Profile

Photo of Anne Roe

Anne Roe

Birth:

1904

Death:

1991

Training Location(s):

PhD, Columbia University (1933)

MA, University of Denver (1925)

BA, University of Denver (1923)

Primary Affiliation(s):

American Board of Professional Psychology (1953-1959)

Harvard University (1959-1967)

University of Arizona (1967-1984)

Career Focus:

Creativity; psychology of occupational choice; intelligence; assessment of children of alcoholic parents.

Biography

Born in 1904 in Denver, Colorado, Anne Roe grew up in a family that struggled financially when her father’s company went bankrupt in the 1920s. Her mother, a field secretary for the state Parent-Teachers Association, became the family’s main financial supporter. Roe became responsible for helping to raise her two younger siblings in addition to performing household duties from a young age. She continued to care for and support her family throughout her education. However, despite Roe’s familial responsibilities, she never felt pressured by her parents to remain at home as their support was "as much understood as expressed, and perhaps particularly as their never having suggested that it might be helpful if I stayed at home for a few more years.”
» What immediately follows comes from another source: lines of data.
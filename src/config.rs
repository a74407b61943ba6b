use std::{path::PathBuf, str::FromStr, time::Duration};

use crate::error::ConfigError;

/// What to forward and how to reach it.
#[derive(Debug, Clone, PartialEq, Eq)]
pub struct ForwardConfig {
    /// Login name passed with `-l`.
    pub user: Option<String>,
    pub host: String,
    /// Destination as seen from `host`: `addr:port`, a bare port or a unix
    /// socket path. Handed to ssh untouched.
    pub remote_endpoint: String,
    /// How long the remote side keeps the session open waiting for a
    /// consumer.
    pub timeout: Duration,
    /// Let ssh prompt for passwords instead of running in batch mode.
    pub allow_password_prompt: bool,
    pub identity_file: Option<PathBuf>,
}

impl ForwardConfig {
    pub const DEFAULT_TIMEOUT: Duration = Duration::from_secs(10);

    pub fn new(host: impl Into<String>, remote_endpoint: impl Into<String>) -> Self {
        ForwardConfig {
            user: None,
            host: host.into(),
            remote_endpoint: remote_endpoint.into(),
            timeout: Self::DEFAULT_TIMEOUT,
            allow_password_prompt: false,
            identity_file: None,
        }
    }

    /// Parse `[<user>@]<host>:<remote-endpoint>`.
    ///
    /// The host ends at the first `:`, everything after it is the remote
    /// endpoint. A `@` before that colon separates the user.
    pub fn parse(remote: &str) -> Result<Self, ConfigError> {
        let (destination, remote_endpoint) = remote
            .split_once(':')
            .ok_or_else(|| ConfigError::MissingSeparator(remote.to_string()))?;

        let (user, host) = match destination.split_once('@') {
            Some((user, host)) => (Some(user), host),
            None => (None, destination),
        };

        let mut config = ForwardConfig::new(host, remote_endpoint);
        config.user = user.filter(|u| !u.is_empty()).map(str::to_string);
        Ok(config)
    }

    pub fn with_user(mut self, user: impl Into<String>) -> Self {
        self.user = Some(user.into());
        self
    }

    pub fn with_timeout(mut self, timeout: Duration) -> Self {
        self.timeout = timeout;
        self
    }

    pub fn with_identity_file(mut self, path: impl Into<PathBuf>) -> Self {
        self.identity_file = Some(path.into());
        self
    }

    pub fn with_password_prompt(mut self, allow: bool) -> Self {
        self.allow_password_prompt = allow;
        self
    }

    pub fn validate(&self) -> Result<(), ConfigError> {
        if self.remote_endpoint.is_empty() {
            return Err(ConfigError::MissingRemoteEndpoint);
        }
        if self.host.is_empty() {
            return Err(ConfigError::MissingHost);
        }
        Ok(())
    }

    /// Timeout in whole seconds for the remote `sleep`, rounded up.
    pub fn timeout_secs(&self) -> u64 {
        whole_secs(self.timeout)
    }
}

pub(crate) fn whole_secs(duration: Duration) -> u64 {
    let secs = duration.as_secs();
    if duration.subsec_nanos() > 0 {
        secs + 1
    } else {
        secs
    }
}

impl FromStr for ForwardConfig {
    type Err = ConfigError;

    fn from_str(s: &str) -> Result<Self, Self::Err> {
        ForwardConfig::parse(s)
    }
}

#[cfg(test)]
mod tests {
    use super::*;

    #[test]
    fn parses_user_host_and_socket_path() {
        let config = ForwardConfig::parse("alice@host.example:/tmp/sock").unwrap();
        assert_eq!(config.user.as_deref(), Some("alice"));
        assert_eq!(config.host, "host.example");
        assert_eq!(config.remote_endpoint, "/tmp/sock");
    }

    #[test]
    fn parses_host_and_port_without_user() {
        let config: ForwardConfig = "host.example:5432".parse().unwrap();
        assert_eq!(config.user, None);
        assert_eq!(config.host, "host.example");
        assert_eq!(config.remote_endpoint, "5432");
    }

    #[test]
    fn keeps_endpoint_verbatim() {
        let config = ForwardConfig::parse("db:10.0.0.5:5432").unwrap();
        assert_eq!(config.host, "db");
        assert_eq!(config.remote_endpoint, "10.0.0.5:5432");

        let config = ForwardConfig::parse("db:user@weird").unwrap();
        assert_eq!(config.user, None);
        assert_eq!(config.remote_endpoint, "user@weird");
    }

    #[test]
    fn missing_colon_is_rejected() {
        let err = ForwardConfig::parse("alice@host.example").unwrap_err();
        assert_eq!(
            err,
            ConfigError::MissingSeparator("alice@host.example".to_string())
        );
    }

    #[test]
    fn empty_user_is_dropped() {
        let config = ForwardConfig::parse("@host:22").unwrap();
        assert_eq!(config.user, None);
        assert_eq!(config.host, "host");
    }

    #[test]
    fn defaults() {
        let config = ForwardConfig::new("host", "5432");
        assert_eq!(config.timeout, Duration::from_secs(10));
        assert!(!config.allow_password_prompt);
        assert_eq!(config.identity_file, None);
        assert_eq!(config.user, None);
    }

    #[test]
    fn validate_requires_host_and_endpoint() {
        assert_eq!(
            ForwardConfig::new("", "5432").validate(),
            Err(ConfigError::MissingHost)
        );
        assert_eq!(
            ForwardConfig::new("host", "").validate(),
            Err(ConfigError::MissingRemoteEndpoint)
        );
        // parse accepts empty parts, start-up rejects them
        let config = ForwardConfig::parse(":5432").unwrap();
        assert_eq!(config.validate(), Err(ConfigError::MissingHost));
        assert!(ForwardConfig::new("host", "5432").validate().is_ok());
    }

    #[test]
    fn timeout_rounds_up_to_whole_seconds() {
        let config = ForwardConfig::new("h", "1").with_timeout(Duration::from_millis(1500));
        assert_eq!(config.timeout_secs(), 2);
        let config = ForwardConfig::new("h", "1").with_timeout(Duration::from_secs(30));
        assert_eq!(config.timeout_secs(), 30);
        let config = ForwardConfig::new("h", "1").with_timeout(Duration::ZERO);
        assert_eq!(config.timeout_secs(), 0);
    }
}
Precocious and determined, Roe excelled at school and entered college after her 16th birthday. During college Roe contemplated becoming an English teacher because she read voraciously and because becoming a teacher was an acceptable field for women at the time. However, during her undergraduate program she met educational psychologist and professor Thomas Garth who strongly encouraged her to enter psychology. After graduating with a BA from the University of Denver at age 19, Roe became an assistant to Garth, whose research focused on Southwestern ethnic groups. During this time Roe also began her studies in the Psychology and Education Master’s Program at the University of Denver where she wrote her thesis on a critical analysis of Native American intelligence test scores. With Garth’s help, Roe received a position working for eminent psychologist Edward L. Thorndike at Columbia University and shortly after began her doctoral studies there. Her dissertation explored the cognitive functions of musicians. Roe was interested in whether differences existed between a musician’s ability to sight read versus their ability to perform. She developed a test to measure the type of mistakes people made when reading music, and assessed whether this was related to their overall musical abilities.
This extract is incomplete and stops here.